- _REQUIRED ACTION_
Below is a listing. Quote from it, exactly, the lines from the one containing "button with the given code" down to the one containing "check_button_code(code)?;", both ends included, and nothing else.

- _DATA PROVIDED_

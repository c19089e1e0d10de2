//! Key, mouse button and modifier identifiers
//!
//! Raw platform codes arrive as integers at the windowing boundary. They are
//! converted here into closed enums once, so everything past the boundary works
//! with codes that are valid by construction.

use std::fmt;

use bitflags::bitflags;
use enum_map::Enum;

use super::error::{CodeDomain, InputError};

/// Lowest tracked key code
pub const KEY_FIRST: i32 = 32;

/// Highest tracked key code
pub const KEY_LAST: i32 = 348;

/// Lowest mouse button code
pub const BUTTON_FIRST: i32 = 0;

/// Highest mouse button code (the button bitmask is 8 bits wide)
pub const BUTTON_LAST: i32 = 7;

/// Number of tracked mouse buttons
pub const BUTTON_COUNT: usize = 8;

macro_rules! keys {
    ($($name:ident = $code:literal),+ $(,)?) => {
        /// Keyboard key, identified by its GLFW-compatible key code
        #[derive(Debug, Clone, Copy, PartialEq, Eq, Hash, PartialOrd, Ord, Enum)]
        pub enum Key {
            $($name,)+
        }

        impl Key {
            /// Every named key, in ascending code order
            pub const ALL: &'static [Key] = &[$(Key::$name),+];

            /// Platform code of this key
            pub const fn code(self) -> i32 {
                match self {
                    $(Key::$name => $code,)+
                }
            }

            /// Looks up the key with the given code
            ///
            /// Returns `None` for codes outside `KEY_FIRST..=KEY_LAST` and for the
            /// gaps inside that range that name no key.
            pub const fn from_code(code: i32) -> Option<Key> {
                match code {
                    $($code => Some(Key::$name),)+
                    _ => None,
                }
            }
        }
    };
}

keys! {
    Space = 32,
    Apostrophe = 39,
    Comma = 44,
    Minus = 45,
    Period = 46,
    Slash = 47,
    Num0 = 48,
    Num1 = 49,
    Num2 = 50,
    Num3 = 51,
    Num4 = 52,
    Num5 = 53,
    Num6 = 54,
    Num7 = 55,
    Num8 = 56,
    Num9 = 57,
    Semicolon = 59,
    Equal = 61,
    A = 65,
    B = 66,
    C = 67,
    D = 68,
    E = 69,
    F = 70,
    G = 71,
    H = 72,
    I = 73,
    J = 74,
    K = 75,
    L = 76,
    M = 77,
    N = 78,
    O = 79,
    P = 80,
    Q = 81,
    R = 82,
    S = 83,
    T = 84,
    U = 85,
    V = 86,
    W = 87,
    X = 88,
    Y = 89,
    Z = 90,
    LeftBracket = 91,
    Backslash = 92,
    RightBracket = 93,
    GraveAccent = 96,
    World1 = 161,
    World2 = 162,
    Escape = 256,
    Enter = 257,
    Tab = 258,
    Backspace = 259,
    Insert = 260,
    Delete = 261,
    Right = 262,
    Left = 263,
    Down = 264,
    Up = 265,
    PageUp = 266,
    PageDown = 267,
    Home = 268,
    End = 269,
    CapsLock = 280,
    ScrollLock = 281,
    NumLock = 282,
    PrintScreen = 283,
    Pause = 284,
    F1 = 290,
    F2 = 291,
    F3 = 292,
    F4 = 293,
    F5 = 294,
    F6 = 295,
    F7 = 296,
    F8 = 297,
    F9 = 298,
    F10 = 299,
    F11 = 300,
    F12 = 301,
    F13 = 302,
    F14 = 303,
    F15 = 304,
    F16 = 305,
    F17 = 306,
    F18 = 307,
    F19 = 308,
    F20 = 309,
    F21 = 310,
    F22 = 311,
    F23 = 312,
    F24 = 313,
    F25 = 314,
    Kp0 = 320,
    Kp1 = 321,
    Kp2 = 322,
    Kp3 = 323,
    Kp4 = 324,
    Kp5 = 325,
    Kp6 = 326,
    Kp7 = 327,
    Kp8 = 328,
    Kp9 = 329,
    KpDecimal = 330,
    KpDivide = 331,
    KpMultiply = 332,
    KpSubtract = 333,
    KpAdd = 334,
    KpEnter = 335,
    KpEqual = 336,
    LeftShift = 340,
    LeftControl = 341,
    LeftAlt = 342,
    LeftSuper = 343,
    RightShift = 344,
    RightControl = 345,
    RightAlt = 346,
    RightSuper = 347,
    Menu = 348,
}

impl TryFrom<i32> for Key {
    type Error = InputError;

    fn try_from(code: i32) -> Result<Self, Self::Error> {
        check_key_code(code)?;
        Key::from_code(code).ok_or(InputError::UnassignedKey(code))
    }
}

/// Mouse button; at most eight are tracked
#[derive(Debug, Clone, Copy, PartialEq, Eq, Hash, PartialOrd, Ord, Enum)]
pub enum MouseButton {
    Left,
    Right,
    Middle,
    Button4,
    Button5,
    Button6,
    Button7,
    Button8,
}

impl MouseButton {
    /// Every button, in ascending code order
    pub const ALL: [MouseButton; BUTTON_COUNT] = [
        MouseButton::Left,
        MouseButton::Right,
        MouseButton::Middle,
        MouseButton::Button4,
        MouseButton::Button5,
        MouseButton::Button6,
        MouseButton::Button7,
        MouseButton::Button8,
    ];

    /// Platform code of this button (`0..=7`)
    pub const fn code(self) -> i32 {
        self as i32
    }

    /// Looks up the button with the given code
    pub fn from_code(code: i32) -> Option<MouseButton> {
        usize::try_from(code)
            .ok()
            .and_then(|index| Self::ALL.get(index).copied())
    }

    /// The bit this button occupies in the button bitmask
    pub const fn bit(self) -> ButtonMask {
        ButtonMask::from_bits_retain(1 << self as u8)
    }
}

impl TryFrom<i32> for MouseButton {
    type Error = InputError;

    fn try_from(code: i32) -> Result<Self, Self::Error> {
        check_button_code(code)?;
        MouseButton::from_code(code).ok_or(InputError::InvalidArgument {
            domain: CodeDomain::Button,
            code,
            first: BUTTON_FIRST,
            last: BUTTON_LAST,
        })
    }
}

bitflags! {
    /// Held mouse buttons, bit `i` set while button `i` is down
    #[derive(Debug, Clone, Copy, PartialEq, Eq, Hash, Default)]
    pub struct ButtonMask: u8 {
        const LEFT = 1 << 0;
        const RIGHT = 1 << 1;
        const MIDDLE = 1 << 2;
        const BUTTON_4 = 1 << 3;
        const BUTTON_5 = 1 << 4;
        const BUTTON_6 = 1 << 5;
        const BUTTON_7 = 1 << 6;
        const BUTTON_8 = 1 << 7;
    }
}

bitflags! {
    /// Keyboard modifiers delivered alongside key and button signals
    #[derive(Debug, Clone, Copy, PartialEq, Eq, Hash, Default)]
    pub struct Modifiers: u8 {
        const SHIFT = 0x01;
        const CONTROL = 0x02;
        const ALT = 0x04;
        const SUPER = 0x08;
        const CAPS_LOCK = 0x10;
        const NUM_LOCK = 0x20;
    }
}

impl Modifiers {
    /// Converts a raw platform modifier word, dropping unknown bits
    pub fn from_raw(mods: i32) -> Self {
        Self::from_bits_truncate((mods & 0xff) as u8)
    }
}

/// Code platforms report for a key they cannot identify
pub const KEY_UNKNOWN: i32 = -1;

/// Key as delivered to listeners
///
/// Codes without a [`Key`] (out of range, gaps in the key table, keys the
/// platform cannot identify) still reach listeners as `Raw`; they are just
/// never tracked as held.
#[derive(Debug, Clone, Copy, PartialEq, Eq, Hash)]
pub enum KeyCode {
    Known(Key),
    Raw(i32),
}

impl KeyCode {
    pub const fn from_raw(code: i32) -> Self {
        match Key::from_code(code) {
            Some(key) => KeyCode::Known(key),
            None => KeyCode::Raw(code),
        }
    }

    pub const fn code(self) -> i32 {
        match self {
            KeyCode::Known(key) => key.code(),
            KeyCode::Raw(code) => code,
        }
    }

    pub const fn key(self) -> Option<Key> {
        match self {
            KeyCode::Known(key) => Some(key),
            KeyCode::Raw(_) => None,
        }
    }
}

impl From<Key> for KeyCode {
    fn from(key: Key) -> Self {
        KeyCode::Known(key)
    }
}

impl PartialEq<Key> for KeyCode {
    fn eq(&self, other: &Key) -> bool {
        *self == KeyCode::Known(*other)
    }
}

impl fmt::Display for KeyCode {
    fn fmt(&self, f: &mut fmt::Formatter<'_>) -> fmt::Result {
        match self {
            KeyCode::Known(key) => write!(f, "{key:?}"),
            KeyCode::Raw(code) => write!(f, "key#{code}"),
        }
    }
}

/// Mouse button as delivered to listeners; `Raw` buttons are never tracked
#[derive(Debug, Clone, Copy, PartialEq, Eq, Hash)]
pub enum ButtonCode {
    Known(MouseButton),
    Raw(i32),
}

impl ButtonCode {
    pub fn from_raw(code: i32) -> Self {
        MouseButton::from_code(code).map_or(ButtonCode::Raw(code), ButtonCode::Known)
    }

    pub const fn code(self) -> i32 {
        match self {
            ButtonCode::Known(button) => button.code(),
            ButtonCode::Raw(code) => code,
        }
    }

    pub const fn button(self) -> Option<MouseButton> {
        match self {
            ButtonCode::Known(button) => Some(button),
            ButtonCode::Raw(_) => None,
        }
    }
}

impl From<MouseButton> for ButtonCode {
    fn from(button: MouseButton) -> Self {
        ButtonCode::Known(button)
    }
}

impl PartialEq<MouseButton> for ButtonCode {
    fn eq(&self, other: &MouseButton) -> bool {
        *self == ButtonCode::Known(*other)
    }
}

impl fmt::Display for ButtonCode {
    fn fmt(&self, f: &mut fmt::Formatter<'_>) -> fmt::Result {
        match self {
            ButtonCode::Known(button) => write!(f, "{button:?}"),
            ButtonCode::Raw(code) => write!(f, "button#{code}"),
        }
    }
}

/// Fails unless `code` lies in `KEY_FIRST..=KEY_LAST`
pub fn check_key_code(code: i32) -> Result<(), InputError> {
    if (KEY_FIRST..=KEY_LAST).contains(&code) {
        Ok(())
    } else {
        Err(InputError::InvalidArgument {
            domain: CodeDomain::Key,
            code,
            first: KEY_FIRST,
            last: KEY_LAST,
        })
    }
}

/// Fails unless `code` lies in `BUTTON_FIRST..=BUTTON_LAST`
pub fn check_button_code(code: i32) -> Result<(), InputError> {
    if (BUTTON_FIRST..=BUTTON_LAST).contains(&code) {
        Ok(())
    } else {
        Err(InputError::InvalidArgument {
            domain: CodeDomain::Button,
            code,
            first: BUTTON_FIRST,
            last: BUTTON_LAST,
        })
    }
}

- _EXERCISE ANSWER_
    /// Looks up the button with the given code
    pub fn from_code(code: i32) -> Option<MouseButton> {
        usize::try_from(code)
            .ok()
            .and_then(|index| Self::ALL.get(index).copied())
    }

    /// The bit this button occupies in the button bitmask
    pub const fn bit(self) -> ButtonMask {
        ButtonMask::from_bits_retain(1 << self as u8)
    }
}

impl TryFrom<i32> for MouseButton {
    type Error = InputError;

    fn try_from(code: i32) -> Result<Self, Self::Error> {
        check_button_code(code)?;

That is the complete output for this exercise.